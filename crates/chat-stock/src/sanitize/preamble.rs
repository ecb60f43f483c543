//! Preamble trimming
//!
//! Removes boilerplate lead-in phrases ("Based on...", "Summary:", ...)
//! from the start of cleaned text. Patterns are ordered: each is applied
//! at most once, first match only, anchored at the string start, so an
//! earlier pattern shortens the prefix before later ones are tried.

use regex::Regex;
use std::sync::LazyLock;

/// Ordered lead-in patterns, each bounded to the first line and consuming
/// through the first colon
static PREAMBLE_PATTERNS: LazyLock<Vec<Regex>> = LazyLock::new(|| {
    [
        r"(?i)^[^:\n]*analysis[^:\n]*:",
        r"(?i)^based on[^:\n]*:",
        r"(?i)^i found[^:\n]*:",
        r"(?i)^here[^:\n]*results[^:\n]*:",
        r"(?i)^summary[^:\n]*:",
    ]
    .iter()
    .map(|p| Regex::new(p).expect("valid preamble pattern"))
    .collect()
});

/// Runs of three or more newlines (possibly with interior whitespace)
static EXCESS_NEWLINES: LazyLock<Regex> =
    LazyLock::new(|| Regex::new(r"\n\s*\n\s*\n").expect("valid pattern"));

/// Remove boilerplate lead-in phrases and normalize whitespace
pub fn trim_preamble(text: &str) -> String {
    let mut out = text.trim().to_string();

    for re in PREAMBLE_PATTERNS.iter() {
        if let Some(m) = re.find(&out) {
            out = out[m.end()..].trim_start().to_string();
        }
    }

    out = EXCESS_NEWLINES.replace_all(&out, "\n\n").into_owned();
    out.trim().to_string()
}
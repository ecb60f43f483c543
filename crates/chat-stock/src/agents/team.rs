//! The synthesizing stock-analysis team

use chat_core::{Agent, Context, Result};
use chat_runtime::{AgentRuntime, ExecutorConfig};
use async_trait::async_trait;
use std::sync::Arc;

use crate::agents::{FinanceAgent, SearchAgent};
use crate::config::AppConfig;
use crate::prompts::TEAM_AGENT_PROMPT;

/// The team agent the orchestrator talks to
///
/// Wires a search agent and a finance agent into one composite that
/// synthesizes their outputs under the team instructions.
pub struct StockAnalysisTeam {
    agent: chat_runtime::TeamAgent,
}

impl StockAnalysisTeam {
    /// Construct the full team from the application configuration
    pub fn new(runtime: &AgentRuntime, config: &Arc<AppConfig>) -> Result<Self> {
        let search = SearchAgent::new(runtime, Arc::clone(config));
        let finance = FinanceAgent::new(runtime, Arc::clone(config));

        let team_config = ExecutorConfig {
            model: config.model.clone(),
            system_prompt: Some(TEAM_AGENT_PROMPT.to_string()),
            max_tokens: config.team_max_tokens,
            temperature: Some(config.temperature),
            max_iterations: 1,
        };

        let agent = runtime
            .team_builder("Stock Analysis Team")
            .add_member(Arc::new(search))
            .add_member(Arc::new(finance))
            .config(team_config)
            .build()?;

        Ok(Self { agent })
    }
}

#[async_trait]
impl Agent for StockAnalysisTeam {
    async fn process(&self, input: String, context: &mut Context) -> Result<String> {
        self.agent.process(input, context).await
    }

    fn name(&self) -> &str {
        "Stock Analysis Team"
    }
}
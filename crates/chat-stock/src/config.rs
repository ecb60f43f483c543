//! Configuration for the stock-chat application
//!
//! The configuration is an explicit struct constructed once at process
//! start and passed by reference into agent construction and the turn
//! orchestrator. There is no hidden global.

use crate::error::{ChatError, Result};
use serde::{Deserialize, Serialize};
use std::time::Duration;

/// Default Groq model for all agents
pub const DEFAULT_MODEL: &str = "qwen/qwen3-32b";

/// Default base URL for Groq's OpenAI-compatible API
pub const DEFAULT_API_BASE: &str = "https://api.groq.com/openai/v1";

/// Configuration for the stock-chat application
#[derive(Debug, Clone, Serialize, Deserialize)]
pub struct AppConfig {
    /// Groq API key (required; startup halts without it)
    pub groq_api_key: String,

    /// Base URL of the chat-completions API
    pub api_base: String,

    /// Model used by all agents
    pub model: String,

    /// Max tokens per member-agent completion
    pub member_max_tokens: usize,

    /// Max tokens for the team synthesis completion
    pub team_max_tokens: usize,

    /// Sampling temperature
    pub temperature: f32,

    /// Request timeout for the completion API
    pub request_timeout: Duration,

    /// Maximum web search results passed back to an agent
    pub max_search_results: usize,

    /// Character cap when falling back to showing the raw response
    pub raw_preview_limit: usize,
}

impl AppConfig {
    /// Create a new configuration builder
    pub fn builder() -> AppConfigBuilder {
        AppConfigBuilder::default()
    }

    /// Load configuration from the process environment
    ///
    /// Requires `GROQ_API_KEY`; its absence is a fatal configuration error
    /// that must halt startup before any processing.
    pub fn from_env() -> Result<Self> {
        let api_key = chat_utils::require_env("GROQ_API_KEY")
            .map_err(|e| ChatError::ConfigError(e.to_string()))?;

        Self::builder().groq_api_key(api_key).build()
    }

    /// Build the provider configuration for this application config
    pub fn groq_config(&self) -> chat_llm::providers::GroqConfig {
        chat_llm::providers::GroqConfig::new(self.groq_api_key.clone())
            .with_api_base(self.api_base.clone())
            .with_timeout(self.request_timeout.as_secs())
    }

    /// Validate the configuration
    pub fn validate(&self) -> Result<()> {
        if self.groq_api_key.trim().is_empty() {
            return Err(ChatError::ConfigError(
                "GROQ_API_KEY must not be empty".to_string(),
            ));
        }

        if self.member_max_tokens == 0 || self.team_max_tokens == 0 {
            return Err(ChatError::ConfigError(
                "Token limits must be greater than 0".to_string(),
            ));
        }

        if self.max_search_results == 0 {
            return Err(ChatError::ConfigError(
                "max_search_results must be greater than 0".to_string(),
            ));
        }

        Ok(())
    }
}

/// Builder for AppConfig
#[derive(Debug, Default)]
pub struct AppConfigBuilder {
    groq_api_key: Option<String>,
    api_base: Option<String>,
    model: Option<String>,
    member_max_tokens: Option<usize>,
    team_max_tokens: Option<usize>,
    temperature: Option<f32>,
    request_timeout: Option<Duration>,
    max_search_results: Option<usize>,
    raw_preview_limit: Option<usize>,
}

impl AppConfigBuilder {
    /// Set the Groq API key
    pub fn groq_api_key(mut self, key: impl Into<String>) -> Self {
        self.groq_api_key = Some(key.into());
        self
    }

    /// Set the API base URL
    pub fn api_base(mut self, api_base: impl Into<String>) -> Self {
        self.api_base = Some(api_base.into());
        self
    }

    /// Set the model used by all agents
    pub fn model(mut self, model: impl Into<String>) -> Self {
        self.model = Some(model.into());
        self
    }

    /// Set max tokens per member-agent completion
    pub fn member_max_tokens(mut self, max_tokens: usize) -> Self {
        self.member_max_tokens = Some(max_tokens);
        self
    }

    /// Set max tokens for the team synthesis completion
    pub fn team_max_tokens(mut self, max_tokens: usize) -> Self {
        self.team_max_tokens = Some(max_tokens);
        self
    }

    /// Set the sampling temperature
    pub fn temperature(mut self, temperature: f32) -> Self {
        self.temperature = Some(temperature);
        self
    }

    /// Set the request timeout
    pub fn request_timeout(mut self, duration: Duration) -> Self {
        self.request_timeout = Some(duration);
        self
    }

    /// Set the maximum number of web search results
    pub fn max_search_results(mut self, max_results: usize) -> Self {
        self.max_search_results = Some(max_results);
        self
    }

    /// Set the raw-response preview character cap
    pub fn raw_preview_limit(mut self, limit: usize) -> Self {
        self.raw_preview_limit = Some(limit);
        self
    }

    /// Build the configuration
    pub fn build(self) -> Result<AppConfig> {
        let config = AppConfig {
            groq_api_key: self.groq_api_key.unwrap_or_default(),
            api_base: self
                .api_base
                .unwrap_or_else(|| DEFAULT_API_BASE.to_string()),
            model: self.model.unwrap_or_else(|| DEFAULT_MODEL.to_string()),
            member_max_tokens: self.member_max_tokens.unwrap_or(800),
            team_max_tokens: self.team_max_tokens.unwrap_or(1000),
            temperature: self.temperature.unwrap_or(0.7),
            request_timeout: self.request_timeout.unwrap_or(Duration::from_secs(120)),
            max_search_results: self.max_search_results.unwrap_or(5),
            raw_preview_limit: self.raw_preview_limit.unwrap_or(500),
        };

        config.validate()?;
        Ok(config)
    }
}

#[cfg(test)]
mod tests {
    use super::*;

    #[test]
    fn test_builder_defaults() {
        let config = AppConfig::builder()
            .groq_api_key("gsk-test")
            .build()
            .unwrap();

        assert_eq!(config.model, DEFAULT_MODEL);
        assert_eq!(config.member_max_tokens, 800);
        assert_eq!(config.team_max_tokens, 1000);
        assert_eq!(config.max_search_results, 5);
        assert_eq!(config.raw_preview_limit, 500);
        assert!(config.validate().is_ok());
    }

    #[test]
    fn test_builder_overrides() {
        let config = AppConfig::builder()
            .groq_api_key("gsk-test")
            .model("llama-3.3-70b-versatile")
            .member_max_tokens(500)
            .request_timeout(Duration::from_secs(60))
            .build()
            .unwrap();

        assert_eq!(config.model, "llama-3.3-70b-versatile");
        assert_eq!(config.member_max_tokens, 500);
        assert_eq!(config.request_timeout, Duration::from_secs(60));
    }

    #[test]
    fn test_validation_rejects_missing_key() {
        let result = AppConfig::builder().build();
        assert!(result.is_err());
    }

    #[test]
    fn test_validation_rejects_zero_tokens() {
        let result = AppConfig::builder()
            .groq_api_key("gsk-test")
            .member_max_tokens(0)
            .build();
        assert!(result.is_err());
    }

    #[test]
    fn test_groq_config() {
        let config = AppConfig::builder()
            .groq_api_key("gsk-test")
            .build()
            .unwrap();

        let groq = config.groq_config();
        assert_eq!(groq.api_key, "gsk-test");
        assert_eq!(groq.api_base, DEFAULT_API_BASE);
        assert_eq!(groq.timeout_secs, 120);
    }
}
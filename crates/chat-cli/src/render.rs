//! Terminal rendering of the display primitives

use chat_stock::{Surface, Table};
use comfy_table::presets::UTF8_FULL;

/// Renders the display primitives to stdout
pub struct CliSurface;

impl CliSurface {
    /// Create a new CLI surface
    pub fn new() -> Self {
        Self
    }
}

impl Default for CliSurface {
    fn default() -> Self {
        Self::new()
    }
}

impl Surface for CliSurface {
    fn markdown(&mut self, text: &str) {
        println!("{text}");
    }

    fn heading(&mut self, text: &str) {
        println!("\n{text}");
        println!("{}", "─".repeat(text.chars().count().max(8)));
    }

    fn table(&mut self, table: &Table) {
        let mut rendered = comfy_table::Table::new();
        rendered.load_preset(UTF8_FULL);
        rendered.set_header(table.headers.clone());
        for row in &table.rows {
            rendered.add_row(row.clone());
        }
        println!("{rendered}");
    }

    fn bullets(&mut self, items: &[String]) {
        for item in items {
            println!("- {item}");
        }
    }

    fn info(&mut self, text: &str) {
        println!("ℹ {text}");
    }

    fn warning(&mut self, text: &str) {
        println!("⚠ {text}");
    }

    fn error(&mut self, text: &str) {
        eprintln!("{text}");
    }

    fn about(&mut self, text: &str) {
        let rule = "─".repeat(40);
        println!("{rule}");
        println!("{text}");
        println!("{rule}");
    }
}
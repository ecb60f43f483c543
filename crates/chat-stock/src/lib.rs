//! Stock-analysis chat application logic
//!
//! This crate wires pre-built agent machinery into the stock-analysis chat
//! application:
//!
//! - Application configuration (model ids, token limits, API credential)
//! - Domain tools: web search for company news, Yahoo Finance stock data
//! - The configured agents: a search agent, a finance agent, and the
//!   synthesizing team agent
//! - The response sanitization pipeline: metadata stripping, preamble
//!   trimming, table extraction, news formatting
//! - The turn orchestrator tying agent output, pipeline, display surface,
//!   and chat history together
//!
//! # Architecture
//!
//! A user submission flows through [`interface::TurnHandler`]: it is
//! appended to the [`interface::ChatHistory`], handed to the team agent,
//! and the raw response text is pushed through the sanitization stages in
//! a fixed order. Tables and news bullets render as they are extracted;
//! whatever prose survives is rendered last.

pub mod agents;
pub mod config;
pub mod error;
pub mod interface;
pub mod prompts;
pub mod sanitize;
pub mod tools;

// Re-export main types for convenience
pub use agents::{FinanceAgent, SearchAgent, StockAnalysisTeam};
pub use config::AppConfig;
pub use error::{ChatError, Result};
pub use interface::{ChatHistory, Surface, TurnHandler, TurnState};
pub use sanitize::{NewsSection, Table, TableOutcome};
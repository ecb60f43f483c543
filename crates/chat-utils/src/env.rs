//! Environment variable helpers

use thiserror::Error;

/// Error raised when a required environment variable is missing or empty
#[derive(Debug, Error)]
#[error("{name} not found in environment variables. Please set it in your .env file or shell.")]
pub struct MissingEnvVar {
    /// Name of the missing variable
    pub name: String,
}

/// Read a required environment variable
///
/// Returns an error suitable for a startup diagnostic when the variable is
/// absent or empty.
pub fn require_env(name: &str) -> Result<String, MissingEnvVar> {
    match std::env::var(name) {
        Ok(value) if !value.trim().is_empty() => Ok(value),
        _ => Err(MissingEnvVar {
            name: name.to_string(),
        }),
    }
}

#[cfg(test)]
mod tests {
    use super::*;

    #[test]
    fn test_require_env_present() {
        unsafe {
            std::env::set_var("CHAT_UTILS_TEST_VAR", "value");
        }
        assert_eq!(require_env("CHAT_UTILS_TEST_VAR").unwrap(), "value");
        unsafe {
            std::env::remove_var("CHAT_UTILS_TEST_VAR");
        }
    }

    #[test]
    fn test_require_env_missing() {
        unsafe {
            std::env::remove_var("CHAT_UTILS_TEST_MISSING");
        }
        let err = require_env("CHAT_UTILS_TEST_MISSING").unwrap_err();
        assert!(err.to_string().contains("CHAT_UTILS_TEST_MISSING"));
    }

    #[test]
    fn test_require_env_empty() {
        unsafe {
            std::env::set_var("CHAT_UTILS_TEST_EMPTY", "  ");
        }
        assert!(require_env("CHAT_UTILS_TEST_EMPTY").is_err());
        unsafe {
            std::env::remove_var("CHAT_UTILS_TEST_EMPTY");
        }
    }
}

▸ **WHAT TO WORK ON**
Going through the data above, state how many lines include the word "each"; only that number is needed.

▸ **THE ANSWER**
2